# Problem:
From the entries, filter out every line that lacks "PluginHandle" and copy the rest.

# Task material:
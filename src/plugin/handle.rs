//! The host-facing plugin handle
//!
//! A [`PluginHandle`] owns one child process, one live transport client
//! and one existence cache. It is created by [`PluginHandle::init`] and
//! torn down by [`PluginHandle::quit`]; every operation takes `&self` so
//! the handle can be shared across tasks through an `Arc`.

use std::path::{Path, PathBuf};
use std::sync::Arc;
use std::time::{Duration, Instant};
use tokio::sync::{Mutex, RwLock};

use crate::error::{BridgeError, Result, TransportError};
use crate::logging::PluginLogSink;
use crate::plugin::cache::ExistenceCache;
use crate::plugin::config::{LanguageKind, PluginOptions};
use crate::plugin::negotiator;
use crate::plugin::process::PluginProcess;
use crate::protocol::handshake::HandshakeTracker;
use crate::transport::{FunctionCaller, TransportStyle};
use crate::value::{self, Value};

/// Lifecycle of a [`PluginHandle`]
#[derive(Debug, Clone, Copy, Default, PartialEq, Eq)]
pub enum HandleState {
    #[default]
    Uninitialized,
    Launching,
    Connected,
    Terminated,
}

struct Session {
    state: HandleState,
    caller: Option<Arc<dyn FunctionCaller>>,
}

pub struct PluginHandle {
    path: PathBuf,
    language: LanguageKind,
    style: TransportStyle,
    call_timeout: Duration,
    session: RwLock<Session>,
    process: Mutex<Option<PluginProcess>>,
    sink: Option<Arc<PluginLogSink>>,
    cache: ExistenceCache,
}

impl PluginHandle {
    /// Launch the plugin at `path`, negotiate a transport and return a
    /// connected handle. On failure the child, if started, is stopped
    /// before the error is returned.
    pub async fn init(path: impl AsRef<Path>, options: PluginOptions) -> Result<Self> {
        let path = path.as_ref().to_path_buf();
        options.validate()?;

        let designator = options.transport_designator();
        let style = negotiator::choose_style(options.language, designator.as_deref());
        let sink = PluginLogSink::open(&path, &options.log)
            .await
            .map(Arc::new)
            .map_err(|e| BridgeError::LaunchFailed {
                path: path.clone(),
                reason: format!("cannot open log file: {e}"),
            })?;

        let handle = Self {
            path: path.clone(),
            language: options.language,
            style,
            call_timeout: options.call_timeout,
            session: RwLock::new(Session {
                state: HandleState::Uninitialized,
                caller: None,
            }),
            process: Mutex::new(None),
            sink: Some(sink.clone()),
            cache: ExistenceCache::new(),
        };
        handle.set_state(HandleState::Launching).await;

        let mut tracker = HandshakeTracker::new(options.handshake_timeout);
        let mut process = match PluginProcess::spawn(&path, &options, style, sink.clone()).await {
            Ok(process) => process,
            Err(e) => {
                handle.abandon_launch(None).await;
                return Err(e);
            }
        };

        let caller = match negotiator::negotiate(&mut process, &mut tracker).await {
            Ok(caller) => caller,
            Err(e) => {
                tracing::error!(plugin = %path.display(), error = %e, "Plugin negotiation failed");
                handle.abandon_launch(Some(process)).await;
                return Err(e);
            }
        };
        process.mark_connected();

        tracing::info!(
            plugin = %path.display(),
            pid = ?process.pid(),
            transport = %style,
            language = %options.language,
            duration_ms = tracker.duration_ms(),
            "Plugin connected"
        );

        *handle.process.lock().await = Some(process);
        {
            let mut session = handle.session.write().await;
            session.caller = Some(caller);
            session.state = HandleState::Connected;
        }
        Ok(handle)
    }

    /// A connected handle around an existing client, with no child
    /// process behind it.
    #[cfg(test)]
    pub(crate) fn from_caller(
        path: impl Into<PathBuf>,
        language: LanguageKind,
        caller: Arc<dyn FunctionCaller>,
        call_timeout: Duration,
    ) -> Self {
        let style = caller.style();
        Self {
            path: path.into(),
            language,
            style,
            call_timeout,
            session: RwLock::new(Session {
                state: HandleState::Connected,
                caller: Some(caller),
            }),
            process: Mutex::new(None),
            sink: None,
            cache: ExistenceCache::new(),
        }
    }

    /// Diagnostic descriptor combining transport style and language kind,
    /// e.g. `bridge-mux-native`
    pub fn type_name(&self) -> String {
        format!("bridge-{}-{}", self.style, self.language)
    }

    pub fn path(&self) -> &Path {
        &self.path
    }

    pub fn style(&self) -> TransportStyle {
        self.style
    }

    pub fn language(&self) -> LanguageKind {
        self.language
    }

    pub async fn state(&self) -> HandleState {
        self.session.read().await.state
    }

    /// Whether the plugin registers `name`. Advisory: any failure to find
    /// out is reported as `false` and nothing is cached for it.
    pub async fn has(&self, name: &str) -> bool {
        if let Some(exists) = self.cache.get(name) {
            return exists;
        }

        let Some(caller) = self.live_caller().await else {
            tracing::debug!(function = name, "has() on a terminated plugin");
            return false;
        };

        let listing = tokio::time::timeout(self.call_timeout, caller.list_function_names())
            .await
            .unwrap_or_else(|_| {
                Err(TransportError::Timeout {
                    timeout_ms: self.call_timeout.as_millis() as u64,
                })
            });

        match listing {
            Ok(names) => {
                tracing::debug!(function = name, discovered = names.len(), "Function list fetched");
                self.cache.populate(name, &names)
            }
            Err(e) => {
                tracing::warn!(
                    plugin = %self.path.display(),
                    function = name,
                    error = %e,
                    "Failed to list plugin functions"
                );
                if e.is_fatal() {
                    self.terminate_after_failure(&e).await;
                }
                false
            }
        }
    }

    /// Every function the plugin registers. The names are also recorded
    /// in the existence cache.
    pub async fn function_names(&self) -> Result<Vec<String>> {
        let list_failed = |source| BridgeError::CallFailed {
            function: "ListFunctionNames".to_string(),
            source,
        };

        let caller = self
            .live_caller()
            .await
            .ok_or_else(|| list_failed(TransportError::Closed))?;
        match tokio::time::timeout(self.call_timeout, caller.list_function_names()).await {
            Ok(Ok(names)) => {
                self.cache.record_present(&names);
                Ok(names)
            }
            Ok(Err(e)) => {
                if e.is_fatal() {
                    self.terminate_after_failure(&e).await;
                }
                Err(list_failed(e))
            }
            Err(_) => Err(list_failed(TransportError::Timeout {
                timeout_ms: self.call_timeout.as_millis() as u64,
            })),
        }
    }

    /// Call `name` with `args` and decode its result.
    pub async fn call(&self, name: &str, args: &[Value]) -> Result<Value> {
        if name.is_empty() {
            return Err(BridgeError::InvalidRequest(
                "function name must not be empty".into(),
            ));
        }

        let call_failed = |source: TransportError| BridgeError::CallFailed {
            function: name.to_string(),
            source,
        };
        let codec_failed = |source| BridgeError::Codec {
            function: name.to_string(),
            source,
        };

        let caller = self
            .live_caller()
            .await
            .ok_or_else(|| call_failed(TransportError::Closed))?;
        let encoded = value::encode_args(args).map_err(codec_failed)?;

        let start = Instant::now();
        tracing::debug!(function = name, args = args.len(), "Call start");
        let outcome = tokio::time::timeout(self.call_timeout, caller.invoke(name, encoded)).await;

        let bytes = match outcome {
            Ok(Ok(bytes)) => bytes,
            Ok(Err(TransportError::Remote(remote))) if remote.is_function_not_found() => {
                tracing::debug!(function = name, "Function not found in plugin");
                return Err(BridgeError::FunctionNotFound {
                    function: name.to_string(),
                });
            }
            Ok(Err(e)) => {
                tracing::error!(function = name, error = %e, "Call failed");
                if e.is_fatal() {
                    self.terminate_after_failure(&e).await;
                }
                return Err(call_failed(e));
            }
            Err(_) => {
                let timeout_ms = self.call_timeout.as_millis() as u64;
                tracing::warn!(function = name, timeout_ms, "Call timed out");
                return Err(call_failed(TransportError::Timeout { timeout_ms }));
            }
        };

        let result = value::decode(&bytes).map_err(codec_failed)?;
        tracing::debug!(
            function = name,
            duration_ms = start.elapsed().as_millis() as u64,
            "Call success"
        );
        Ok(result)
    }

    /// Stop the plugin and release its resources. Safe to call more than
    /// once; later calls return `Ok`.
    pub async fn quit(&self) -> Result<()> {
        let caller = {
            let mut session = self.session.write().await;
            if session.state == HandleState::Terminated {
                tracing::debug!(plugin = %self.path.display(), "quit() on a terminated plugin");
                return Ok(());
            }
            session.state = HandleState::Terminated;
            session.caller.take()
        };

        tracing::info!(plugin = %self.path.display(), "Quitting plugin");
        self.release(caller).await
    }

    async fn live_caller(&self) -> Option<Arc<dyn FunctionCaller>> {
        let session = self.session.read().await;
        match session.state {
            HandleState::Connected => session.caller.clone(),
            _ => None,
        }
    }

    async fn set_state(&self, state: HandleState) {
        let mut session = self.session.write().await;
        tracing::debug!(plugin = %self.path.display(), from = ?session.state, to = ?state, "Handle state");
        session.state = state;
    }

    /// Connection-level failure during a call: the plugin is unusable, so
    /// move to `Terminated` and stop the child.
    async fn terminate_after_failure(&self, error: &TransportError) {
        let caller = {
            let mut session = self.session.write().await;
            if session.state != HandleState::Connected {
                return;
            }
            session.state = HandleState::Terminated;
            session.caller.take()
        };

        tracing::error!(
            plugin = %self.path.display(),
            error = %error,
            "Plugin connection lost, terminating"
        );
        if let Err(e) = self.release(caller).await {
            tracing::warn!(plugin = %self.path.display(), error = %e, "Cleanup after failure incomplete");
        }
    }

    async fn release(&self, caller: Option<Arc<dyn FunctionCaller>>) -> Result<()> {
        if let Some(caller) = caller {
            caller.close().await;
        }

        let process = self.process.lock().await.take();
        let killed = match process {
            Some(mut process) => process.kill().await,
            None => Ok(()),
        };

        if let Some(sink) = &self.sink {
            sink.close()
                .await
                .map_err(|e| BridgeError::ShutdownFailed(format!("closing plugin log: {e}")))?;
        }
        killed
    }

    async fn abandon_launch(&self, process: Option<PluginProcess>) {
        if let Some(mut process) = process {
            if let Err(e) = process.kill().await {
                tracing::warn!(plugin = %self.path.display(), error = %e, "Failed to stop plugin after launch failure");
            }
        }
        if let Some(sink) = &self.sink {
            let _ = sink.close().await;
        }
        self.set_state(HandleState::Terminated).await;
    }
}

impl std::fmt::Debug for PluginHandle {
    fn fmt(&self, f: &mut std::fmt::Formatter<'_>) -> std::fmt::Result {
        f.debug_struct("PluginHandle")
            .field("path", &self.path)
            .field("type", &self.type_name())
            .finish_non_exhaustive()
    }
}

# Finished exercise:
//! A [`PluginHandle`] owns one child process, one live transport client
//! and one existence cache. It is created by [`PluginHandle::init`] and
//! torn down by [`PluginHandle::quit`]; every operation takes `&self` so
/// Lifecycle of a [`PluginHandle`]
pub struct PluginHandle {
impl PluginHandle {
impl std::fmt::Debug for PluginHandle {
        f.debug_struct("PluginHandle")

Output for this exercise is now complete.